// GenBank flat-file output.
//
// Writes one record per sequence: LOCUS, DEFINITION, ACCESSION, VERSION,
// KEYWORDS and SOURCE headers, a FEATURES table built from annotations and
// primers, then the ORIGIN block and the `//` terminator.

use crate::models::{Annotation, Primer, Sequence};

const MONTHS: [&str; 12] = [
    "JAN", "FEB", "MAR", "APR", "MAY", "JUN", "JUL", "AUG", "SEP", "OCT", "NOV", "DEC",
];
const UNKNOWN_DATE: &str = "01-JAN-1970";
const FEATURE_INDENT: usize = 21;
const QUALIFIER_WIDTH: usize = 79 - FEATURE_INDENT;
const HEADER_INDENT: usize = 12;

pub fn to_genbank(seq: &Sequence) -> String {
    let mut out = String::new();
    let topology = if seq.circular { "circular" } else { "linear" };
    out.push_str(&format!(
        "LOCUS       {:<16} {:>11} bp    DNA     {:<8} UNA {}\n",
        locus_name(seq),
        seq.bases.len(),
        topology,
        locus_date(seq)
    ));

    let definition = seq
        .description
        .as_deref()
        .map(str::trim)
        .filter(|d| !d.is_empty())
        .unwrap_or(".");
    push_header(&mut out, "DEFINITION", definition);
    push_header(&mut out, "ACCESSION", &seq.id);
    push_header(&mut out, "VERSION", &seq.id);
    let keywords = if seq.aliases.is_empty() {
        ".".to_string()
    } else {
        format!("{}.", seq.aliases.join("; "))
    };
    push_header(&mut out, "KEYWORDS", &keywords);
    push_header(&mut out, "SOURCE", ".");
    out.push_str("  ORGANISM  .\n");

    out.push_str("FEATURES             Location/Qualifiers\n");
    if !seq.bases.is_empty() {
        push_feature(
            &mut out,
            "source",
            &format!("1..{}", seq.bases.len()),
            &[("mol_type", "other DNA")],
        );
    }
    for a in &seq.annotations {
        push_annotation(&mut out, a, seq);
    }
    for p in &seq.primers {
        push_primer(&mut out, p, seq);
    }

    out.push_str("ORIGIN\n");
    let lower = seq.bases.to_ascii_lowercase();
    for (i, line) in lower.as_bytes().chunks(60).enumerate() {
        out.push_str(&format!("{:>9}", i * 60 + 1));
        for block in line.chunks(10) {
            out.push(' ');
            out.push_str(&String::from_utf8_lossy(block));
        }
        out.push('\n');
    }
    out.push_str("//\n");
    out
}

/// LOCUS names cannot contain whitespace; fall back to the id when unnamed.
fn locus_name(seq: &Sequence) -> String {
    let name = seq.name.trim();
    let name = if name.is_empty() { seq.id.as_str() } else { name };
    name.split_whitespace().collect::<Vec<_>>().join("_")
}

fn locus_date(seq: &Sequence) -> String {
    [seq.modified_at.as_deref(), seq.created_at.as_deref()]
        .into_iter()
        .flatten()
        .find_map(genbank_date)
        .unwrap_or_else(|| UNKNOWN_DATE.to_string())
}

/// `2016-05-12T18:00:00Z` -> `12-MAY-2016`.
fn genbank_date(iso: &str) -> Option<String> {
    let bytes = iso.as_bytes();
    if bytes.len() < 10 || bytes[4] != b'-' || bytes[7] != b'-' {
        return None;
    }
    let year = iso.get(0..4)?;
    if !year.bytes().all(|b| b.is_ascii_digit()) {
        return None;
    }
    let month: usize = iso.get(5..7)?.parse().ok()?;
    let day: u32 = iso.get(8..10)?.parse().ok()?;
    let month = MONTHS.get(month.checked_sub(1)?)?;
    if !(1..=31).contains(&day) {
        return None;
    }
    Some(format!("{:02}-{}-{}", day, month, year))
}

/// Greedy word wrap to `width` columns. Words are broken only when a single
/// word is longer than a whole line.
fn wrap_words(text: &str, width: usize) -> Vec<String> {
    let mut lines = Vec::new();
    let mut line = String::new();
    for word in text.split_whitespace() {
        let mut word: Vec<char> = word.chars().collect();
        let line_len = line.chars().count();
        if line_len > 0 && line_len + 1 + word.len() <= width {
            line.push(' ');
            line.extend(word.iter());
            continue;
        }
        if line_len > 0 {
            lines.push(std::mem::take(&mut line));
        }
        while word.len() > width {
            let rest = word.split_off(width);
            lines.push(word.into_iter().collect());
            word = rest;
        }
        line.extend(word.iter());
    }
    if !line.is_empty() {
        lines.push(line);
    }
    lines
}

/// Header keyword in the first 12 columns, text word-wrapped to 79.
fn push_header(out: &mut String, key: &str, text: &str) {
    let lines = wrap_words(text, 79 - HEADER_INDENT);
    if lines.is_empty() {
        out.push_str(key);
        out.push('\n');
        return;
    }
    for (i, line) in lines.iter().enumerate() {
        let lead = if i == 0 { key } else { "" };
        out.push_str(&format!("{:<width$}{}\n", lead, line, width = HEADER_INDENT));
    }
}

/// GenBank location for a 0-based, end-exclusive span. Spans that cross
/// the origin of a circular sequence become a join of the two pieces.
fn location(start: usize, end: usize, strand: i8, len: usize, circular: bool) -> String {
    let span = if circular && start >= end && end > 0 && start < len {
        format!("join({}..{},1..{})", start + 1, len, end)
    } else {
        format!("{}..{}", start + 1, end)
    };
    if strand < 0 {
        format!("complement({})", span)
    } else {
        span
    }
}

fn push_annotation(out: &mut String, a: &Annotation, seq: &Sequence) {
    let key = a
        .feature_type
        .as_deref()
        .map(str::trim)
        .filter(|t| !t.is_empty())
        .unwrap_or("misc_feature");
    let loc = location(a.start, a.end, a.strand, seq.bases.len(), seq.circular);
    let mut qualifiers = Vec::new();
    if !a.name.is_empty() {
        qualifiers.push(("label", a.name.as_str()));
    }
    if let Some(desc) = a.description.as_deref().filter(|d| !d.is_empty()) {
        qualifiers.push(("note", desc));
    }
    push_feature(out, key, &loc, &qualifiers);
}

fn push_primer(out: &mut String, p: &Primer, seq: &Sequence) {
    let loc = location(p.start, p.end, p.strand, seq.bases.len(), seq.circular);
    let mut qualifiers = Vec::new();
    if let Some(name) = p.name.as_deref().filter(|n| !n.is_empty()) {
        qualifiers.push(("label", name));
    }
    push_feature(out, "primer_bind", &loc, &qualifiers);
}

fn push_feature(out: &mut String, key: &str, location: &str, qualifiers: &[(&str, &str)]) {
    out.push_str(&format!("     {:<16}{}\n", key, location));
    let indent = " ".repeat(FEATURE_INDENT);
    for (name, value) in qualifiers {
        let text = format!("/{}=\"{}\"", name, value.replace('"', "\"\""));
        for line in wrap_words(&text, QUALIFIER_WIDTH) {
            out.push_str(&indent);
            out.push_str(&line);
            out.push('\n');
        }
    }
}
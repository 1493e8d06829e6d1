// Error types shared by the Benchling client.

use thiserror::Error;

/// Unified error type for all client operations.
#[derive(Debug, Error)]
pub enum BenchlingError {
    /// The request could not be sent or the response body could not be read.
    #[error("failed to send request: {0}")]
    Http(#[from] reqwest::Error),

    /// The server answered with a status code the endpoint does not accept.
    /// The body is kept as returned so callers see the API's own message.
    #[error("HTTP response failed {status} {reason}: {body}")]
    Status {
        status: u16,
        reason: String,
        body: String,
    },

    /// The response body was not the JSON shape we expected.
    #[error("unexpected JSON: {0}")]
    Json(#[from] serde_json::Error),

    #[error("invalid pattern: {0}")]
    Regex(#[from] regex::Error),

    #[error("I/O error: {0}")]
    Io(#[from] std::io::Error),

    /// Bad arguments, caught before any request is made.
    #[error("invalid input: {0}")]
    InvalidInput(String),

    /// A search referenced a field the records do not carry.
    #[error("query field '{0}' not understood")]
    UnknownField(String),

    #[error("no items found with {field} '{value}'")]
    NoMatch { field: String, value: String },

    #[error("share link error: {0}")]
    ShareLink(String),

    #[error("Benchling authentication required, check your API key: {0}")]
    Login(String),

    #[error("configuration error: {0}")]
    Config(String),

    /// The create call succeeded but the new record could not be located.
    #[error("unable to return newly created sequence '{0}'; it may have been created nevertheless")]
    Creation(String),
}

impl BenchlingError {
    /// Build a status error, attaching the reason phrase for well-known codes.
    pub fn status(status: u16, body: impl Into<String>) -> Self {
        BenchlingError::Status {
            status,
            reason: reason_phrase(status).to_string(),
            body: body.into(),
        }
    }

    /// True when the API reported that the identifier does not exist.
    pub fn is_not_found(&self) -> bool {
        matches!(self, BenchlingError::Status { status: 404, .. })
    }
}

fn reason_phrase(status: u16) -> &'static str {
    match status {
        403 => "FORBIDDEN",
        404 => "NOT FOUND",
        500 => "INTERNAL SERVER ERROR",
        503 => "SERVICE UNAVAILABLE",
        504 => "SERVER TIMEOUT",
        _ => "",
    }
}

/// Convenience alias used throughout the crate.
pub type Result<T> = std::result::Result<T, BenchlingError>;
// API client module: a small blocking HTTP client that talks to the
// Benchling v1 REST API. Requests go through the `Transport` trait so the
// resource accessors can run against a canned transport in tests.

use log::debug;
use reqwest::blocking::Client;
use serde::de::DeserializeOwned;
use serde::Serialize;
use serde_json::Value;
use std::fmt;
use std::time::Duration;

use crate::config::Config;
use crate::error::{BenchlingError, Result};

#[derive(Debug, Clone, Copy, PartialEq, Eq, Hash)]
pub enum Method {
    Get,
    Post,
    Patch,
    Delete,
}

impl Method {
    /// Status codes each verb treats as success.
    pub fn accepts(self, status: u16) -> bool {
        match self {
            Method::Get | Method::Delete => status == 200,
            Method::Post => matches!(status, 200 | 201 | 202),
            Method::Patch => matches!(status, 200 | 201),
        }
    }
}

impl fmt::Display for Method {
    fn fmt(&self, f: &mut fmt::Formatter<'_>) -> fmt::Result {
        let s = match self {
            Method::Get => "GET",
            Method::Post => "POST",
            Method::Patch => "PATCH",
            Method::Delete => "DELETE",
        };
        write!(f, "{}", s)
    }
}

/// A fully resolved request handed to a [`Transport`].
#[derive(Debug, Clone, PartialEq)]
pub struct Request {
    pub method: Method,
    pub url: String,
    pub body: Option<Value>,
    /// Share-link pages are public and are fetched without the API key.
    pub authenticated: bool,
}

/// Status code and body text, before any status check or JSON parsing.
#[derive(Debug, Clone, PartialEq)]
pub struct RawResponse {
    pub status: u16,
    pub body: String,
}

impl RawResponse {
    pub fn new(status: u16, body: impl Into<String>) -> Self {
        RawResponse {
            status,
            body: body.into(),
        }
    }
}

/// Sends one request and returns the raw response. Implementations only
/// fail on transport problems; status handling is left to the client.
pub trait Transport {
    fn execute(&self, request: &Request) -> Result<RawResponse>;
}

/// `reqwest` blocking transport. The API key is sent as the basic-auth
/// user name with an empty password.
#[derive(Clone)]
pub struct HttpTransport {
    client: Client,
    api_key: String,
}

impl HttpTransport {
    pub fn new(config: &Config) -> Result<Self> {
        let mut builder = Client::builder();
        if let Some(secs) = config.timeout_secs {
            builder = builder.timeout(Duration::from_secs(secs));
        }
        let client = builder.build()?;
        Ok(HttpTransport {
            client,
            api_key: config.api_key.clone(),
        })
    }
}

impl fmt::Debug for HttpTransport {
    fn fmt(&self, f: &mut fmt::Formatter<'_>) -> fmt::Result {
        f.debug_struct("HttpTransport")
            .field("api_key", &"<redacted>")
            .finish()
    }
}

impl Transport for HttpTransport {
    fn execute(&self, request: &Request) -> Result<RawResponse> {
        let mut builder = match request.method {
            Method::Get => self.client.get(&request.url),
            Method::Post => self.client.post(&request.url),
            Method::Patch => self.client.patch(&request.url),
            Method::Delete => self.client.delete(&request.url),
        };
        if request.authenticated {
            builder = builder.basic_auth(&self.api_key, Some(""));
        }
        if let Some(body) = &request.body {
            builder = builder.json(body);
        }
        let res = builder.send()?;
        let status = res.status().as_u16();
        let body = res.text()?;
        Ok(RawResponse { status, body })
    }
}

/// Entry point of the library: a transport plus the API root it talks to.
#[derive(Debug, Clone)]
pub struct Benchling<T: Transport = HttpTransport> {
    transport: T,
    base_url: String,
}

impl Benchling<HttpTransport> {
    /// Connect with an API key against the public Benchling API.
    pub fn new(api_key: &str) -> Result<Self> {
        Self::from_config(&Config::new(api_key))
    }

    pub fn from_config(config: &Config) -> Result<Self> {
        let transport = HttpTransport::new(config)?;
        Ok(Self::with_transport(transport, config.base_url.clone()))
    }

    /// Build a client from the environment or `~/.benchling/config.json`.
    pub fn from_env() -> Result<Self> {
        Self::from_config(&Config::resolve(None, None)?)
    }
}

impl<T: Transport> Benchling<T> {
    pub fn with_transport(transport: T, base_url: impl Into<String>) -> Self {
        Benchling {
            transport,
            base_url: base_url.into(),
        }
    }

    pub fn base_url(&self) -> &str {
        &self.base_url
    }

    pub fn transport(&self) -> &T {
        &self.transport
    }

    /// Join an endpoint path onto the base URL.
    pub fn endpoint(&self, path: &str) -> String {
        format!(
            "{}/{}",
            self.base_url.trim_end_matches('/'),
            path.trim_start_matches('/')
        )
    }

    pub(crate) fn get<R: DeserializeOwned>(&self, path: &str) -> Result<R> {
        let value = self.call(Method::Get, path, None)?;
        Ok(serde_json::from_value(value)?)
    }

    pub(crate) fn post<B: Serialize, R: DeserializeOwned>(&self, path: &str, body: &B) -> Result<R> {
        let value = self.call(Method::Post, path, Some(serde_json::to_value(body)?))?;
        Ok(serde_json::from_value(value)?)
    }

    pub(crate) fn patch<B: Serialize, R: DeserializeOwned>(&self, path: &str, body: &B) -> Result<R> {
        let value = self.call(Method::Patch, path, Some(serde_json::to_value(body)?))?;
        Ok(serde_json::from_value(value)?)
    }

    pub(crate) fn delete(&self, path: &str) -> Result<Value> {
        self.call(Method::Delete, path, None)
    }

    /// Issue an authenticated API call and parse the JSON body. An empty
    /// body parses as `null`.
    pub fn call(&self, method: Method, path: &str, body: Option<Value>) -> Result<Value> {
        let request = Request {
            method,
            url: self.endpoint(path),
            body,
            authenticated: true,
        };
        debug!("{} {}", request.method, request.url);
        let res = self.transport.execute(&request)?;
        check_status(method, &res)?;
        if res.body.trim().is_empty() {
            return Ok(Value::Null);
        }
        Ok(serde_json::from_str(&res.body)?)
    }

    /// Fetch a public page (share links) as text, without credentials.
    pub fn fetch_page(&self, url: &str) -> Result<String> {
        let request = Request {
            method: Method::Get,
            url: url.to_string(),
            body: None,
            authenticated: false,
        };
        debug!("GET {} (public)", url);
        let res = self.transport.execute(&request)?;
        check_status(Method::Get, &res)?;
        Ok(res.body)
    }
}

fn check_status(method: Method, res: &RawResponse) -> Result<()> {
    if method.accepts(res.status) {
        Ok(())
    } else {
        Err(BenchlingError::status(res.status, res.body.clone()))
    }
}

/// Reject empty identifiers before building a URL from them.
pub(crate) fn require_id<'a>(what: &str, id: &'a str) -> Result<&'a str> {
    let id = id.trim();
    if id.is_empty() {
        Err(BenchlingError::InvalidInput(format!("{} id is required", what)))
    } else {
        Ok(id)
    }
}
········
[DIRECTIONS FOR THIS TASK]
The lines above that hold "public" are the result; show every one of them.

[RESPONSE]
    /// Share-link pages are public and are fetched without the API key.
    /// Connect with an API key against the public Benchling API.
    /// Fetch a public page (share links) as text, without credentials.
        debug!("GET {} (public)", url);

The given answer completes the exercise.